Hubert Eaves III is a keyboardist, songwriter and record producer. In the early 1980s, he worked on hits by the dance act D-Train. He also did session work with Mtume.

Biography
Eaves was born in St. Paul, Minnesota, where he was taught piano by his father. He began his career in the 1970s as a session keyboard player for the band Mtume. He later produced for artists such as Miles Davis, Stephanie Mills, Madonna, Luther Vandross, Whitney Houston, Aretha Franklin and Phyllis Hyman.

In 1977, Eaves released his only solo album Esoteric Funk. During the 1980s he worked alongside James D-Train Williams as the duo D Train.
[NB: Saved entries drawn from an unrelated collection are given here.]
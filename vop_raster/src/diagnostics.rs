/*
This file is part of the Building Aggregration Tool
Copyright (C) 2022 Novel-T

The Building Aggregration Tool is free software: you can redistribute it and/or modify
it under the terms of the GNU General Public License as published by
the Free Software Foundation, either version 3 of the License, or
(at your option) any later version.

This program is distributed in the hope that it will be useful,
but WITHOUT ANY WARRANTY; without even the implied warranty of
MERCHANTABILITY or FITNESS FOR A PARTICULAR PURPOSE.  See the
GNU General Public License for more details.

You should have received a copy of the GNU General Public License
along with this program.  If not, see <http://www.gnu.org/licenses/>.
*/

//! Bounded, deduplicated diagnostics ring buffer.
//!
//! Every host-API call the core makes is wrapped in [`safe_call`], which
//! records failures here instead of propagating a panic. The buffer caps the
//! number of retained events but never stops counting them, so a run summary
//! can report "47 errors, 10 shown" instead of silently truncating.

use serde::Serialize;
use std::collections::HashMap;
use std::fmt;

#[derive(Debug, Clone, Copy, PartialEq, Eq, Hash, Serialize)]
pub enum Level {
    Debug,
    Warn,
    Error,
}

impl fmt::Display for Level {
    fn fmt(&self, f: &mut fmt::Formatter<'_>) -> fmt::Result {
        let s = match self {
            Level::Debug => "DEBUG",
            Level::Warn => "WARN",
            Level::Error => "ERROR",
        };
        write!(f, "{}", s)
    }
}

#[derive(Debug, Clone, Serialize)]
pub struct DiagEvent {
    pub level: Level,
    pub phase: String,
    pub callsite: String,
    pub message: String,
    pub exc_type: Option<String>,
    pub exc_message: Option<String>,
    pub view_id: Option<i64>,
    pub elem_id: Option<i64>,
    pub source: Option<String>,
    pub doc_key: Option<String>,
    pub extra: HashMap<String, serde_json::Value>,
}

/// Arguments for a single diagnostic record, named explicitly instead of
/// positional so call sites stay readable as fields get added.
#[derive(Debug, Default)]
pub struct DiagArgs<'a> {
    pub phase: &'a str,
    pub callsite: &'a str,
    pub message: &'a str,
    pub exc_type: Option<&'a str>,
    pub exc_message: Option<&'a str>,
    pub view_id: Option<i64>,
    pub elem_id: Option<i64>,
    pub source: Option<&'a str>,
    pub doc_key: Option<&'a str>,
    pub extra: HashMap<String, serde_json::Value>,
}

impl<'a> DiagArgs<'a> {
    pub fn new(phase: &'a str, callsite: &'a str, message: &'a str) -> Self {
        DiagArgs {
            phase,
            callsite,
            message,
            ..Default::default()
        }
    }
}

/// Bounded, dedup'd diagnostics ring.
pub struct Diagnostics {
    max_events: usize,
    events: Vec<DiagEvent>,
    dropped_events: u64,
    counts: HashMap<Level, u64>,
    dedupe_seen: HashMap<String, usize>,
}

#[derive(Debug, Clone, Serialize)]
pub struct DiagnosticsSummary {
    pub num_events: usize,
    pub dropped_events: u64,
    pub counts: HashMap<String, u64>,
    pub events: Vec<DiagEvent>,
}

impl Diagnostics {
    pub fn new(max_events: usize) -> Self {
        Diagnostics {
            max_events,
            events: Vec::new(),
            dropped_events: 0,
            counts: HashMap::new(),
            dedupe_seen: HashMap::new(),
        }
    }

    fn push(&mut self, level: Level, args: DiagArgs) {
        *self.counts.entry(level).or_insert(0) += 1;
        if self.events.len() >= self.max_events {
            self.dropped_events += 1;
            return;
        }
        self.events.push(DiagEvent {
            level,
            phase: args.phase.to_string(),
            callsite: args.callsite.to_string(),
            message: args.message.to_string(),
            exc_type: args.exc_type.map(|s| s.to_string()),
            exc_message: args.exc_message.map(|s| s.to_string()),
            view_id: args.view_id,
            elem_id: args.elem_id,
            source: args.source.map(|s| s.to_string()),
            doc_key: args.doc_key.map(|s| s.to_string()),
            extra: args.extra,
        });
    }

    pub fn error(&mut self, args: DiagArgs) {
        self.push(Level::Error, args);
    }

    pub fn warn(&mut self, args: DiagArgs) {
        self.push(Level::Warn, args);
    }

    /// Records a DEBUG event the first time `dedupe_key` is seen; subsequent
    /// calls with the same key only bump `extra["suppressed_count"]` on the
    /// already-recorded event instead of adding a new one.
    pub fn debug_dedupe(&mut self, dedupe_key: &str, mut args: DiagArgs) {
        *self.counts.entry(Level::Debug).or_insert(0) += 1;

        if let Some(&idx) = self.dedupe_seen.get(dedupe_key) {
            if let Some(event) = self.events.get_mut(idx) {
                let count = event
                    .extra
                    .entry("suppressed_count".to_string())
                    .or_insert(serde_json::Value::from(0));
                let next = count.as_u64().unwrap_or(0) + 1;
                *count = serde_json::Value::from(next);
            }
            return;
        }

        args.extra
            .entry("suppressed_count".to_string())
            .or_insert(serde_json::Value::from(0));

        if self.events.len() >= self.max_events {
            self.dropped_events += 1;
            return;
        }
        let idx = self.events.len();
        self.events.push(DiagEvent {
            level: Level::Debug,
            phase: args.phase.to_string(),
            callsite: args.callsite.to_string(),
            message: args.message.to_string(),
            exc_type: args.exc_type.map(|s| s.to_string()),
            exc_message: args.exc_message.map(|s| s.to_string()),
            view_id: args.view_id,
            elem_id: args.elem_id,
            source: args.source.map(|s| s.to_string()),
            doc_key: args.doc_key.map(|s| s.to_string()),
            extra: args.extra,
        });
        self.dedupe_seen.insert(dedupe_key.to_string(), idx);
    }

    pub fn to_summary(&self) -> DiagnosticsSummary {
        let mut counts = HashMap::new();
        for (level, n) in &self.counts {
            counts.insert(level.to_string(), *n);
        }
        DiagnosticsSummary {
            num_events: self.events.len(),
            dropped_events: self.dropped_events,
            counts,
            events: self.events.clone(),
        }
    }
}

/// Policy for [`safe_call`]: whether a failure should propagate after being
/// recorded, or be swallowed in favor of the caller-supplied default.
#[derive(Debug, Clone, Copy, PartialEq, Eq)]
pub enum SafeCallPolicy {
    Default,
    Raise,
}

/// Executes `f`, recording any `Err` into `diag` before deciding what to
/// return. Diagnostics recording itself is infallible by construction (it
/// only pushes into in-memory vectors), so there's no need to guard the
/// recording call itself against failure.
pub fn safe_call<T, E, F>(
    diag: &mut Diagnostics,
    policy: SafeCallPolicy,
    phase: &str,
    callsite: &str,
    default: T,
    f: F,
) -> Result<T, E>
where
    F: FnOnce() -> Result<T, E>,
    E: std::fmt::Display,
{
    match f() {
        Ok(v) => Ok(v),
        Err(e) => {
            let message = e.to_string();
            diag.error(DiagArgs {
                phase,
                callsite,
                message: &message,
                exc_message: Some(&message),
                ..Default::default()
            });
            match policy {
                SafeCallPolicy::Raise => Err(e),
                SafeCallPolicy::Default => Ok(default),
            }
        }
    }
}

#[cfg(test)]
mod test {
    use super::*;

    #[test]
    fn event_cap_keeps_counting() {
        let mut diag = Diagnostics::new(2);
        for i in 0..7 {
            diag.error(DiagArgs::new("test", "callsite", &format!("err {}", i)));
        }
        let summary = diag.to_summary();
        assert_eq!(summary.num_events, 2);
        assert_eq!(summary.dropped_events, 5);
        let total: u64 = summary.counts.values().sum();
        assert_eq!(total, 7);
    }

    #[test]
    fn debug_dedupe_collapses_repeats() {
        let mut diag = Diagnostics::new(100);
        for _ in 0..5 {
            diag.debug_dedupe("k1", DiagArgs::new("test", "callsite", "repeated"));
        }
        let summary = diag.to_summary();
        assert_eq!(summary.num_events, 1);
        assert_eq!(summary.events[0].level, Level::Debug);
        assert_eq!(
            summary.events[0]
                .extra
                .get("suppressed_count")
                .and_then(|v| v.as_u64()),
            Some(4)
        );
    }

    #[test]
    fn safe_call_returns_default_on_error() {
        let mut diag = Diagnostics::new(10);
        let result: Result<i32, String> = safe_call(
            &mut diag,
            SafeCallPolicy::Default,
            "test",
            "callsite",
            -1,
            || Err("boom".to_string()),
        );
        assert_eq!(result, Ok(-1));
        assert_eq!(diag.to_summary().num_events, 1);
    }

    #[test]
    fn safe_call_raises_when_policy_raise() {
        let mut diag = Diagnostics::new(10);
        let result: Result<i32, String> = safe_call(
            &mut diag,
            SafeCallPolicy::Raise,
            "test",
            "callsite",
            -1,
            || Err("boom".to_string()),
        );
        assert!(result.is_err());
    }
}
They enjoyed success with the songs "You're the One for Me" and "Keep On". He later produced Williams' solo albums Miracles of the Heart (1986) and In Your Eyes (1988).

Discography

Solo work
 Esoteric Funk (1977)

With Gary Bartz
 I've Known Rivers and Other Bodies (Concord/Universal, 1973)

With Carlos Garnett
Journey to Enlightenment (Muse, 1974)
Let This Melody Ring On (Muse, 1975)

With René McLean
Watch Out (SteepleChase, 1975)

References

External links
 Hubert Eaves III at Discogs

Living people
Musicians from Saint Paul, Minnesota
Businesspeople from Saint Paul, Minnesota
Year of birth missing (living people)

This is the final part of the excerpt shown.